» ACTION ITEM
Tally the lines in the entries where the string "collect" appears, and write only the total.

* * * * * * *

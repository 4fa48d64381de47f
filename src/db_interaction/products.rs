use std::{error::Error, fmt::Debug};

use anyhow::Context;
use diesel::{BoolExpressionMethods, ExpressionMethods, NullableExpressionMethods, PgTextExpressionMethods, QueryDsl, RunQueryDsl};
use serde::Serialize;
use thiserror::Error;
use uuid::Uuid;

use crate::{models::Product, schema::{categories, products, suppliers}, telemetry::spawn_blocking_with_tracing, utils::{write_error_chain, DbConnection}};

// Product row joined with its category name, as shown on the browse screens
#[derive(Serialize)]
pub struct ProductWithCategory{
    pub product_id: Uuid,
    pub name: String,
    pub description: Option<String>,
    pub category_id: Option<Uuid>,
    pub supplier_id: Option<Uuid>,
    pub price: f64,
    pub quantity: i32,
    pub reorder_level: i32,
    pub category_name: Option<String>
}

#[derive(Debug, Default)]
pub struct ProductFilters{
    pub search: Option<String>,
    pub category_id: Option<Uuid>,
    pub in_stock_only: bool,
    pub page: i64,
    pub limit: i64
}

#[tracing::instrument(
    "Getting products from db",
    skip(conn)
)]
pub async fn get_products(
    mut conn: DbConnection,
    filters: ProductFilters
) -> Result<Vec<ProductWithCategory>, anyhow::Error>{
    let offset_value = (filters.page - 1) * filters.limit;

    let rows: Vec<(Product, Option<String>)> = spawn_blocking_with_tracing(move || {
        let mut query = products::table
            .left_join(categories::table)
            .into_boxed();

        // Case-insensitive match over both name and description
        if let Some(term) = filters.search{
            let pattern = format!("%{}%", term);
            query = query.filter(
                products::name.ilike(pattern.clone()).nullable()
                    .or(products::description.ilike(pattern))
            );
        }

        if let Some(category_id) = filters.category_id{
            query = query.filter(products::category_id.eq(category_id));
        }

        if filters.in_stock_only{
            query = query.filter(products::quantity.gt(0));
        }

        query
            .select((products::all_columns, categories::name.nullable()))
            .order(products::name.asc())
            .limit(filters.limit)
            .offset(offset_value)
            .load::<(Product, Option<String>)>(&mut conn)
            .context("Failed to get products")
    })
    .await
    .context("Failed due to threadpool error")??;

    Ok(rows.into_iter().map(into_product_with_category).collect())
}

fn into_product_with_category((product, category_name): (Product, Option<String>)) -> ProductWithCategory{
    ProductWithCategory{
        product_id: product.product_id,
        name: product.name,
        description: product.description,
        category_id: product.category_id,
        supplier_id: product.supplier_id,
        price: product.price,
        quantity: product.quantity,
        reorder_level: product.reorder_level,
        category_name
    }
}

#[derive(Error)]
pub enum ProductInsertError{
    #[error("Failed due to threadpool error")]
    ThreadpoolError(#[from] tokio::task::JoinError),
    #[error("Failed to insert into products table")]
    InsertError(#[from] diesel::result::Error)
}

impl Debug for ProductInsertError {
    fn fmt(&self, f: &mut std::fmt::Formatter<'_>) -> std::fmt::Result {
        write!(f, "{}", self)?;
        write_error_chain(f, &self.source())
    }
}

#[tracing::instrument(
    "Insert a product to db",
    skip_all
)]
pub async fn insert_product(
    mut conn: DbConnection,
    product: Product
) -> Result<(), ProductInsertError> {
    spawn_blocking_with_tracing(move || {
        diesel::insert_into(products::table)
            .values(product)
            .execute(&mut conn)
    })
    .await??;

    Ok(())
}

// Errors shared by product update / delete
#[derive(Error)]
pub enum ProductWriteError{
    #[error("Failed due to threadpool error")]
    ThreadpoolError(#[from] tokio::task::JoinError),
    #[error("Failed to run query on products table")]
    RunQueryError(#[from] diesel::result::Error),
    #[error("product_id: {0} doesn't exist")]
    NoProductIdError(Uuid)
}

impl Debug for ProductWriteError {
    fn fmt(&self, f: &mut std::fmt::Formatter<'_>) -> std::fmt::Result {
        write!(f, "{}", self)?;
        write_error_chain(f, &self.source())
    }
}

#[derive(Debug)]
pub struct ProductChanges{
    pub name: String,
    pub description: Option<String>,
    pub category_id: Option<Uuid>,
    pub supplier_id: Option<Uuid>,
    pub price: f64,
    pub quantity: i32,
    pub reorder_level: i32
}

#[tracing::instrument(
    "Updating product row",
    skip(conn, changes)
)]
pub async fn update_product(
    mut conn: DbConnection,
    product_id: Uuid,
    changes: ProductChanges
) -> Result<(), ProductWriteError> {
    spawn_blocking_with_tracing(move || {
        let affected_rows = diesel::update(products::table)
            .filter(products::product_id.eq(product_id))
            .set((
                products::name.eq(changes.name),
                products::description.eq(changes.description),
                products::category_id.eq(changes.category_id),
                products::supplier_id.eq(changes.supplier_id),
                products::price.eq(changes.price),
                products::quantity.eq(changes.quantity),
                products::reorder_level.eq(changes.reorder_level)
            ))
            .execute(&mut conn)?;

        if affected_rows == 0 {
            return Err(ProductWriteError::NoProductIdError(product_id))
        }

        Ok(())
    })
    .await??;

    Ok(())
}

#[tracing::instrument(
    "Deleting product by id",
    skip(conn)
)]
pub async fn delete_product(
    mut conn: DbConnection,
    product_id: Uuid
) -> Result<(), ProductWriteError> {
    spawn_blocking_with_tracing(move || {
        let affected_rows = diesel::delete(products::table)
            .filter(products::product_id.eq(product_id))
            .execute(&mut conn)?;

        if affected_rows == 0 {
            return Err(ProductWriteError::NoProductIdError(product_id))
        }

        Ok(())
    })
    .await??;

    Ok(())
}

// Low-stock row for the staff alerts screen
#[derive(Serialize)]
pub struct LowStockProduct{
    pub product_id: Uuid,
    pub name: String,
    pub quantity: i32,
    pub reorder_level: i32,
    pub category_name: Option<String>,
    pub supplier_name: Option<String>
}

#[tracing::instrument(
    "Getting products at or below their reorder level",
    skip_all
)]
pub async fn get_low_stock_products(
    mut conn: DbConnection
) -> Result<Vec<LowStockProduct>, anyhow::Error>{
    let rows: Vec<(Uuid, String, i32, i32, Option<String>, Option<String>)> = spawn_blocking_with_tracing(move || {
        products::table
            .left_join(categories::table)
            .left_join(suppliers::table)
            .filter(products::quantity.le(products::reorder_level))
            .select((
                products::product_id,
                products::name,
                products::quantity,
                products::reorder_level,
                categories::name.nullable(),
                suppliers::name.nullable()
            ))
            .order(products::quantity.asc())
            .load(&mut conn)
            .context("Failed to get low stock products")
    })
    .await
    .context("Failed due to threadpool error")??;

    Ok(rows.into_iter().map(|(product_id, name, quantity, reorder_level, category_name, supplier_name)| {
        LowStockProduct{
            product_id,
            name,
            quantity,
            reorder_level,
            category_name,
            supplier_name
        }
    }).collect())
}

* * * * * * *

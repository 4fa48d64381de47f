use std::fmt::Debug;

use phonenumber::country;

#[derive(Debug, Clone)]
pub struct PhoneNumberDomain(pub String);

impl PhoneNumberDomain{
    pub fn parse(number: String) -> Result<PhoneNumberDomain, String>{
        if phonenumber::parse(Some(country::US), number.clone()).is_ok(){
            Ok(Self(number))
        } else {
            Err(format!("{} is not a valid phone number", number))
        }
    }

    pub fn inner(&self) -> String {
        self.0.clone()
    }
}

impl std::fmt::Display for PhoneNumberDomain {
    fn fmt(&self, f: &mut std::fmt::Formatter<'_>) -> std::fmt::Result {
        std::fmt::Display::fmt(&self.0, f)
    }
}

* * * * * * *

» ANSWER AREA
2